(Collected data)
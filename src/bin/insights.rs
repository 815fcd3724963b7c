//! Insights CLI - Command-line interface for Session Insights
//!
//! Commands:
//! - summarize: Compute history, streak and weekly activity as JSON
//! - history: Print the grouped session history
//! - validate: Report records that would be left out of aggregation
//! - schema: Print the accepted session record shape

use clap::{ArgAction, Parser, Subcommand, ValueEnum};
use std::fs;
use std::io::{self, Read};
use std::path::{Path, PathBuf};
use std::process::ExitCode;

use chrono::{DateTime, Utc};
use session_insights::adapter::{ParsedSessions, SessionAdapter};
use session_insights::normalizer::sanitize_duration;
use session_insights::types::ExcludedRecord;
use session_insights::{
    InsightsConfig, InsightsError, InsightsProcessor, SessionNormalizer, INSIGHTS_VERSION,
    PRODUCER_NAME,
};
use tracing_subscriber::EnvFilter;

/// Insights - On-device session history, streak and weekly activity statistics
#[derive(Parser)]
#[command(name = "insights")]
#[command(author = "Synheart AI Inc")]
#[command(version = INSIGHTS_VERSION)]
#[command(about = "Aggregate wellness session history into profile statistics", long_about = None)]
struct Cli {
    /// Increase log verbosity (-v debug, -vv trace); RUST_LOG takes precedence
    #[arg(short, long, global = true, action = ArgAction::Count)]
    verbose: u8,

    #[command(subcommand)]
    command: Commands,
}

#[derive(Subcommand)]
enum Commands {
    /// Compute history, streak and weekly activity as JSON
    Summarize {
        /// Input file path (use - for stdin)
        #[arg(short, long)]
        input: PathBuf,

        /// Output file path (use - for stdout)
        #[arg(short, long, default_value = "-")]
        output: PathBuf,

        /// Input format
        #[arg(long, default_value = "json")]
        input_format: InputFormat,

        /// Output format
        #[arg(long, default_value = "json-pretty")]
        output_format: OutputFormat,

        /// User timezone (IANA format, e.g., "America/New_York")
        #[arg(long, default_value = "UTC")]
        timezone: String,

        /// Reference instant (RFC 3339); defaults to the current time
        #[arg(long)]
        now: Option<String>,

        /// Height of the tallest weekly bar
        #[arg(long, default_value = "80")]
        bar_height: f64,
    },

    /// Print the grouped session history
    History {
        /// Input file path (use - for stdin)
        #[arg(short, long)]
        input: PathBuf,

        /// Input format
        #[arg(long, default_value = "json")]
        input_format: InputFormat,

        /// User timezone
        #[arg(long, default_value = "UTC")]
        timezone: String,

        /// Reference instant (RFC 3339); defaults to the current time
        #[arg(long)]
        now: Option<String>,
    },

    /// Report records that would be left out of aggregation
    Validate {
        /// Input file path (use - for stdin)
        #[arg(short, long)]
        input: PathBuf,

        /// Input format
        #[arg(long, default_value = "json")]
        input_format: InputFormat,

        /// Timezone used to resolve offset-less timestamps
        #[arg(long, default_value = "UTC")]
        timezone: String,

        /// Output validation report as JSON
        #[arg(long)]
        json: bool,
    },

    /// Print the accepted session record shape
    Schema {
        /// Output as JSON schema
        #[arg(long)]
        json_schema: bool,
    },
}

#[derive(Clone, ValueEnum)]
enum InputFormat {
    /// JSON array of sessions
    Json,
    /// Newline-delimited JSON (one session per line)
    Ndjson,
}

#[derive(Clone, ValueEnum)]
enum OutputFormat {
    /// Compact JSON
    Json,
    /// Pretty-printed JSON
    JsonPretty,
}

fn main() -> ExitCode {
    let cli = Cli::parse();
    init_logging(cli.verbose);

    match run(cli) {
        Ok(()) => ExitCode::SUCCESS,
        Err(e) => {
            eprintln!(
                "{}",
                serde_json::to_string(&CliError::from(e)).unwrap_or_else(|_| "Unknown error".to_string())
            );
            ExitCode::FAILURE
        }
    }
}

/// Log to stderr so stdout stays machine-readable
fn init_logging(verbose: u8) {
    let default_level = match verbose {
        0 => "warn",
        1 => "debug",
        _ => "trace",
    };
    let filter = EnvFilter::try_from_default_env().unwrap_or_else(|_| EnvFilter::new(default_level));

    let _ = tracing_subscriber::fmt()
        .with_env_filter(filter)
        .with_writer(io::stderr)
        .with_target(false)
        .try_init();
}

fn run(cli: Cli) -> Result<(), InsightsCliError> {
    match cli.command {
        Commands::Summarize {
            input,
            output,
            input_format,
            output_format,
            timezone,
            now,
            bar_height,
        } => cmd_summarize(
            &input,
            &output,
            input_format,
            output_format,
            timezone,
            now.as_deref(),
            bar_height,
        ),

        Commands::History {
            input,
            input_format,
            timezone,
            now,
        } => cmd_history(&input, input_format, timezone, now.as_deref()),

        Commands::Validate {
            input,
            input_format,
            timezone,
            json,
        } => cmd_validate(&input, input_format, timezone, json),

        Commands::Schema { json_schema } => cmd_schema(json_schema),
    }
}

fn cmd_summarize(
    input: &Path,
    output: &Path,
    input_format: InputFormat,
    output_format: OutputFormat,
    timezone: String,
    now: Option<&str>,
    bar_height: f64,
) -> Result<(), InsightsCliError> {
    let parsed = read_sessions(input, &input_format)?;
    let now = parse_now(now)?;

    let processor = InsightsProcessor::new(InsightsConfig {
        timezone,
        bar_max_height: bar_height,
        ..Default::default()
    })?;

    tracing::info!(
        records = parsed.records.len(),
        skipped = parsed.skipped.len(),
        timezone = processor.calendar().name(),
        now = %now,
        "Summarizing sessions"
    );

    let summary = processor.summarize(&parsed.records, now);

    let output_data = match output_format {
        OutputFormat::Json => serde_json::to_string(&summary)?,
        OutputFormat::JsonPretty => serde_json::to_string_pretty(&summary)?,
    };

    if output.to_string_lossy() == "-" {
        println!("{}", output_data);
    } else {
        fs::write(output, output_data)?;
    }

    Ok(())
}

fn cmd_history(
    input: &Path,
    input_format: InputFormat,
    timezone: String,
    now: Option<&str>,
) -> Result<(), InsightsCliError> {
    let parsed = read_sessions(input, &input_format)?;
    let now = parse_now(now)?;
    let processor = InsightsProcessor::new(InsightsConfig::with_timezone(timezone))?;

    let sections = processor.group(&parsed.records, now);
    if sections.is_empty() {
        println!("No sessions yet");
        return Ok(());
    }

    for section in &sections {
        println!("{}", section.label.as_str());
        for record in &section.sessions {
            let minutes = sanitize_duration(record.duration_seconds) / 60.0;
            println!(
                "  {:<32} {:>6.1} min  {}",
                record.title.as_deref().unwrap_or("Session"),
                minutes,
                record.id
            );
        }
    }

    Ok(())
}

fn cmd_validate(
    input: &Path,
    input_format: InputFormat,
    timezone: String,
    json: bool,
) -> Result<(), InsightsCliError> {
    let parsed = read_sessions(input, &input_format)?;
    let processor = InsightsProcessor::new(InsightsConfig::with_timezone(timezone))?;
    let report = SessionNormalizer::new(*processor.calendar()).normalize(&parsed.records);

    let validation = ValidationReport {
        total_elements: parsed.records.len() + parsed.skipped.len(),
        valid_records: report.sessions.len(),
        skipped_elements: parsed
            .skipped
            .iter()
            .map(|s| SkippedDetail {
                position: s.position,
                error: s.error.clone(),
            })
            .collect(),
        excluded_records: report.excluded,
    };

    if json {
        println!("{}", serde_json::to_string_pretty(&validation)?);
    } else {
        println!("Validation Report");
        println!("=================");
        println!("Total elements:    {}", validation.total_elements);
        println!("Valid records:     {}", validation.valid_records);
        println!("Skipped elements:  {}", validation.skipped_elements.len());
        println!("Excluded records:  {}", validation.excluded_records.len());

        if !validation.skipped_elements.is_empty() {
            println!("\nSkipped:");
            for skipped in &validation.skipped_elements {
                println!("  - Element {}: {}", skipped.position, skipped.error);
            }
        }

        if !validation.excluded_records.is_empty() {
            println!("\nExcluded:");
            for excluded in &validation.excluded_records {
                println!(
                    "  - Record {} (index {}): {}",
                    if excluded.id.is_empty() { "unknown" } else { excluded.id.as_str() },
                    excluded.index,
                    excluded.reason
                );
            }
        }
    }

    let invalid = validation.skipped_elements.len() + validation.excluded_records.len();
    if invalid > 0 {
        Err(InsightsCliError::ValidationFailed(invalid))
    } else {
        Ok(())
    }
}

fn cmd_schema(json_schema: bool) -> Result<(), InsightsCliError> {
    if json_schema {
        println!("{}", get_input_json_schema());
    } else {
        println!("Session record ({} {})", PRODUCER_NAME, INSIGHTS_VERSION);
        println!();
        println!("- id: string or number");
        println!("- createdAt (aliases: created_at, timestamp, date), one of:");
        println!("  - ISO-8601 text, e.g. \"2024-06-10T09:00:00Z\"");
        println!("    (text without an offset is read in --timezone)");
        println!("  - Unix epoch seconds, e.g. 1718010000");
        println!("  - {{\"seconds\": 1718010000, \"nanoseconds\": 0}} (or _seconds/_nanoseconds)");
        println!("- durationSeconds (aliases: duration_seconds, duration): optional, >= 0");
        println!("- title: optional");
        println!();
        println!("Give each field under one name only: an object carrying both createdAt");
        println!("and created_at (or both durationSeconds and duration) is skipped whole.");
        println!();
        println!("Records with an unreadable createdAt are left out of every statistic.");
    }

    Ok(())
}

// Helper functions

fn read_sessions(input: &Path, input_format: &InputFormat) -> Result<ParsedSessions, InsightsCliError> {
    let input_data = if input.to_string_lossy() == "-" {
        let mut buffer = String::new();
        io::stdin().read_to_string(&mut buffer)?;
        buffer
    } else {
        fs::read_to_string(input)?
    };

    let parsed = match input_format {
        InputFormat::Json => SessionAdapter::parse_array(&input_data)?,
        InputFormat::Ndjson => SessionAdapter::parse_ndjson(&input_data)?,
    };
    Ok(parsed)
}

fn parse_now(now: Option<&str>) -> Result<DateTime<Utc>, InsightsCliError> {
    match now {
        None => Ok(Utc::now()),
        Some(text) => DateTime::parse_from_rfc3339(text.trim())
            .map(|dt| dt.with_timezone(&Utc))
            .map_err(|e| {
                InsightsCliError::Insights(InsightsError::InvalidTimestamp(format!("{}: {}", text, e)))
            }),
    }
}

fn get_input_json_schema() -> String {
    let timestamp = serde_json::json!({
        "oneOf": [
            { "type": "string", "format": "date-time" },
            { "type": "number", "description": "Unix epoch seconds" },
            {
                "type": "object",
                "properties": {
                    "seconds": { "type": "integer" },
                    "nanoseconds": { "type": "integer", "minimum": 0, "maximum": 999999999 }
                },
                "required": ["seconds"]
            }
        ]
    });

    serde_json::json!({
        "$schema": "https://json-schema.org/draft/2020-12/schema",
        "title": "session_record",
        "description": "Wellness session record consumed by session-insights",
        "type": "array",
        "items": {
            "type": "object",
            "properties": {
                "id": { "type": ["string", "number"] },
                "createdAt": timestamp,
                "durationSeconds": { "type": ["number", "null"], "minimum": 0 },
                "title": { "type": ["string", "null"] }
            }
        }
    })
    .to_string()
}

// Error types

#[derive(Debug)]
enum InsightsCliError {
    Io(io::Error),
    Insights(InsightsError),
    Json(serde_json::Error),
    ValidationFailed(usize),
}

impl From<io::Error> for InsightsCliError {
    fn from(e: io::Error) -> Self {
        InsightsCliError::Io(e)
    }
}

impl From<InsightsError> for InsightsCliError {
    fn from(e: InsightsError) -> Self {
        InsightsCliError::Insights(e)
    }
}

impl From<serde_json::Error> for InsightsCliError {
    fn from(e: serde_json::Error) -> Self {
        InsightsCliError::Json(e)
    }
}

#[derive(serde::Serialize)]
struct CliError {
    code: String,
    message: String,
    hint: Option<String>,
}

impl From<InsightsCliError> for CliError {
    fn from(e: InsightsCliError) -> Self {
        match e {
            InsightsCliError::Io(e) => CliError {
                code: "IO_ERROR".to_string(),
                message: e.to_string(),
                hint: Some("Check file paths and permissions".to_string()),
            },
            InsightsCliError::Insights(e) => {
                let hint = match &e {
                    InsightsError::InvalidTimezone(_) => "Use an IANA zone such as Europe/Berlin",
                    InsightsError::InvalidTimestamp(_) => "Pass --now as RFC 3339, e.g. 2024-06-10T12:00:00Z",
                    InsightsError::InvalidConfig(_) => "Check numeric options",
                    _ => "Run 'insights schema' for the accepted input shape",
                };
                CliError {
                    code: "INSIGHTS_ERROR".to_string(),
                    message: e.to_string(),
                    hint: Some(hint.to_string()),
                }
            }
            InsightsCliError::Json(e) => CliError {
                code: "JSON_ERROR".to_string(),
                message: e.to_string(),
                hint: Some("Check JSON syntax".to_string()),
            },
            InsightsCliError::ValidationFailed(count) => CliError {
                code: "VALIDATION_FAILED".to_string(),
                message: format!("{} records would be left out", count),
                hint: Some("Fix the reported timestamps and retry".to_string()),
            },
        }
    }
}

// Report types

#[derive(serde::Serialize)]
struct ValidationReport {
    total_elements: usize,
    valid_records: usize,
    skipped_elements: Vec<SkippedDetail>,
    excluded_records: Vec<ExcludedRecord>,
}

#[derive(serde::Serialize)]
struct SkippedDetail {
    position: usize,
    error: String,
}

● What is required: A complete answer gives every line of the data that includes "types".

● Answer to this task:
use session_insights::types::ExcludedRecord;
// Error types
// Report types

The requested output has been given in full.